An isocitrate dehydrogenase from Zymomonas mobilis was overexpressed in Escherichia coli as a fused protein (ZmIDH). The molecular mass of recombinant ZmIDH, together with its 6× His partner, was estimated to be 74 kDa by gel filtration chromatography, suggesting a homodimeric structure. The purified recombinant ZmIDH displayed maximal activity at 55 °C, pH 8.0 with Mn 2+ and pH 8.5 with Mg 2+. Heat inactivation studies showed that the recombinant ZmIDH was rapidly inactivated above 40 °C. In addition, the recombinant ZmIDH activity was completely dependent on the divalent cation and Mn 2+ was the most effective cation.
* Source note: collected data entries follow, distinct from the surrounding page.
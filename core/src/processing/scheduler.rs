use crate::prelude::{StreamError, StreamResult};
use serde::{Deserialize, Serialize};
use std::ops::Range;

/// Upper bound on the input rows a task gathers for one batch of frames.
const TARGET_BATCH_ROWS: usize = 1 << 16;

/// Input/output sample accounting of a framed transform.
///
/// Frames start `step()` input samples apart, so consecutive frames share
/// `overlap` samples. Input indices are *virtual*: `pad_start` zero samples
/// precede the parent's first sample and `pad_end` zero samples follow its
/// last.
#[derive(Debug, Clone, Copy, PartialEq, Eq, Serialize, Deserialize)]
pub struct FrameGeometry {
    pub samples_in: usize,
    pub samples_out: usize,
    #[serde(default)]
    pub overlap: usize,
    #[serde(default)]
    pub pad_start: usize,
    #[serde(default)]
    pub pad_end: usize,
}

impl FrameGeometry {
    pub fn new(samples_in: usize, samples_out: usize) -> Self {
        Self {
            samples_in,
            samples_out,
            overlap: 0,
            pad_start: 0,
            pad_end: 0,
        }
    }

    pub fn with_overlap(mut self, overlap: usize) -> Self {
        self.overlap = overlap;
        self
    }

    pub fn with_padding(mut self, pad_start: usize, pad_end: usize) -> Self {
        self.pad_start = pad_start;
        self.pad_end = pad_end;
        self
    }

    /// Fresh input samples consumed per frame.
    pub fn step(&self) -> usize {
        self.samples_in.saturating_sub(self.overlap)
    }

    /// Output samples per input sample.
    pub fn rate_ratio(&self) -> f64 {
        self.samples_out as f64 / self.step() as f64
    }

    pub fn validate(&self) -> StreamResult<()> {
        if self.samples_out == 0 {
            return Err(StreamError::Configuration(
                "a frame must produce at least one sample".into(),
            ));
        }
        if self.samples_in <= self.overlap {
            return Err(StreamError::Configuration(format!(
                "frame of {} samples cannot carry an overlap of {}",
                self.samples_in, self.overlap
            )));
        }
        Ok(())
    }
}

/// Maps output sample indices onto frames and parent sample ranges.
#[derive(Debug, Clone)]
pub struct FrameScheduler {
    geometry: FrameGeometry,
    parent_length: Option<u64>,
    batch_frames: u64,
}

impl FrameScheduler {
    pub fn new(geometry: FrameGeometry, parent_length: Option<u64>) -> StreamResult<Self> {
        geometry.validate()?;
        let batch_frames = (TARGET_BATCH_ROWS / geometry.samples_in).max(1) as u64;
        Ok(Self {
            geometry,
            parent_length,
            batch_frames,
        })
    }

    pub fn geometry(&self) -> &FrameGeometry {
        &self.geometry
    }

    /// Number of output samples that depend only on real or padded input.
    pub fn output_length(&self) -> Option<u64> {
        let geometry = &self.geometry;
        self.parent_length.map(|length| {
            let virtual_length = length + (geometry.pad_start + geometry.pad_end) as u64;
            match virtual_length.checked_sub(geometry.overlap as u64) {
                Some(usable) => {
                    (usable as u128 * geometry.samples_out as u128 / geometry.step() as u128) as u64
                }
                None => 0,
            }
        })
    }

    pub fn frame_of(&self, output_index: u64) -> u64 {
        output_index / self.geometry.samples_out as u64
    }

    pub fn frame_output_start(&self, frame: u64) -> u64 {
        frame * self.geometry.samples_out as u64
    }

    /// Virtual input range covering frames `first..end`.
    pub fn input_span(&self, first: u64, end: u64) -> Range<u64> {
        let step = self.geometry.step() as u64;
        let start = first * step;
        start..(end - 1) * step + self.geometry.samples_in as u64
    }

    /// Parent indices backing a virtual input range; the rest is padding.
    pub fn parent_span(&self, span: &Range<u64>) -> Range<u64> {
        let pad = self.geometry.pad_start as u64;
        let mut start = span.start.saturating_sub(pad);
        let mut end = span.end.saturating_sub(pad);
        if let Some(length) = self.parent_length {
            start = start.min(length);
            end = end.min(length);
        }
        start..end.max(start)
    }

    /// Virtual index of the first input sample of the frame holding
    /// `output_index`; always at least `overlap` before the naively scaled
    /// position once the frame is past the stream start.
    pub fn virtual_offset(&self, output_index: u64) -> u64 {
        self.frame_of(output_index) * self.geometry.step() as u64
    }

    /// Parent cursor position needed before producing `output_index`.
    pub fn parent_offset(&self, output_index: u64) -> u64 {
        let offset = self
            .virtual_offset(output_index)
            .saturating_sub(self.geometry.pad_start as u64);
        match self.parent_length {
            Some(length) => offset.min(length),
            None => offset,
        }
    }

    /// End of the next batch starting at `first` and aiming for `wanted`.
    pub fn batch_end(&self, first: u64, wanted: u64) -> u64 {
        wanted.min(first + self.batch_frames).max(first + 1)
    }
}
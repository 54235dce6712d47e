use crate::workflow::config::WorkflowConfig;
use anyhow::Context;
use num_complex::Complex32;
use scintcore::interface::SpinModel;
use scintcore::math::StatsHelper;
use scintcore::prelude::{SampleStream, StreamInfo};
use scintcore::processing::{
    Convolve, DispersionConfig, Fold, FoldConfig, FourierTransform, Integrate, IntegrateConfig,
    Square, Task,
};
use scintcore::telemetry::MetricsSnapshot;
use serde::Serialize;

type Voltage = Box<dyn SampleStream<Sample = Complex32>>;

/// Shape of the stream leaving one reduction stage.
#[derive(Clone, Debug, PartialEq, Serialize)]
pub struct StageSummary {
    pub name: String,
    pub sample_rate: f64,
    pub start_time: f64,
    pub length: Option<u64>,
    pub sample_shape: Vec<usize>,
}

impl StageSummary {
    fn of(name: &str, info: &StreamInfo) -> Self {
        Self {
            name: name.to_string(),
            sample_rate: info.sample_rate,
            start_time: info.start_time,
            length: info.length,
            sample_shape: info.sample_shape.clone(),
        }
    }
}

#[derive(Clone, Debug, Serialize)]
pub struct WorkflowResult {
    /// Folded power, averaged over all frequency channels.
    pub profile: Vec<f32>,
    /// Integrated samples behind every phase bin.
    pub counts: Vec<u64>,
    pub peak_bin: usize,
    pub snr: f32,
    pub stages: Vec<StageSummary>,
    pub fold_metrics: MetricsSnapshot,
}

#[derive(Clone)]
pub struct Runner {
    config: WorkflowConfig,
}

impl Runner {
    pub fn new(config: WorkflowConfig) -> Self {
        Self { config }
    }

    pub fn config(&self) -> &WorkflowConfig {
        &self.config
    }

    /// Reduces baseband voltages to a single folded pulse profile.
    pub fn execute<S>(&self, voltage: S) -> anyhow::Result<WorkflowResult>
    where
        S: SampleStream<Sample = Complex32> + 'static,
    {
        let config = &self.config;
        let mut stages = vec![StageSummary::of("voltage", voltage.info())];

        let mut voltage: Voltage = Box::new(voltage);
        if config.dedisperse {
            let mut dispersion = DispersionConfig::new(config.signal.dm);
            if let Some(frame_size) = config.frame_size {
                dispersion = dispersion.with_frame_size(frame_size);
            }
            let dedispersed = Task::new(voltage, Convolve::dedisperse(dispersion))
                .context("initializing dedispersion")?;
            stages.push(StageSummary::of("dedisperse", dedispersed.info()));
            voltage = Box::new(dedispersed);
        }

        let spectra = Task::new(voltage, FourierTransform::channelize(config.channelize))
            .context("initializing channelizer")?;
        stages.push(StageSummary::of("channelize", spectra.info()));

        let power = Task::new(spectra, Square::power()).context("initializing detection")?;
        stages.push(StageSummary::of("square", power.info()));

        let integrated = Task::new(power, Integrate::new(IntegrateConfig::new(config.integrate)))
            .context("initializing integration")?;
        stages.push(StageSummary::of("integrate", integrated.info()));

        let model = SpinModel::new(config.signal.start_time, config.signal.spin_frequency);
        let mut fold = Fold::new(integrated, model, FoldConfig::new(config.phase_bins))
            .context("initializing fold")?;
        stages.push(StageSummary::of("fold", fold.info()));

        let (profiles, counts) = fold.read_with_counts(1).context("folding the observation")?;
        let columns = fold.parent().info().columns();
        let profile: Vec<f32> = profiles
            .row(0)
            .as_slice()
            .context("folded profile is not contiguous")?
            .chunks(columns)
            .map(StatsHelper::finite_mean)
            .collect();
        let peak_bin = profile
            .iter()
            .enumerate()
            .filter(|(_, value)| value.is_finite())
            .max_by(|a, b| a.1.total_cmp(b.1))
            .map(|(bin, _)| bin)
            .unwrap_or(0);
        let snr = StatsHelper::profile_snr(&profile);
        log::info!(
            "folded {} phase bins, peak at bin {} with S/N {:.1}",
            profile.len(),
            peak_bin,
            snr
        );

        Ok(WorkflowResult {
            profile,
            counts: counts.row(0).to_vec(),
            peak_bin,
            snr,
            stages,
            fold_metrics: fold.metrics(),
        })
    }
}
The recombinant ZmIDH displayed a 165-fold (k cat/K m) preference for NAD + over NADP + with Mg 2+, and a 142-fold greater specificity for NAD + than NADP + with Mn 2+. Therefore, the recombinant ZmIDH has remarkably high coenzyme preference for NAD +. The catalytic efficiency (k cat/K m) of the recombinant ZmIDH was found to be much lower than that of its NADP +-dependent counterparts. The poor performance of the recombinant ZmIDH in decarboxylating might be improved by protein engineering techniques, thus making ZmIDH a potential genetic modification target for the development of optimized Z. mobilis strains. © 2011 Federation of European Microbiological Societies.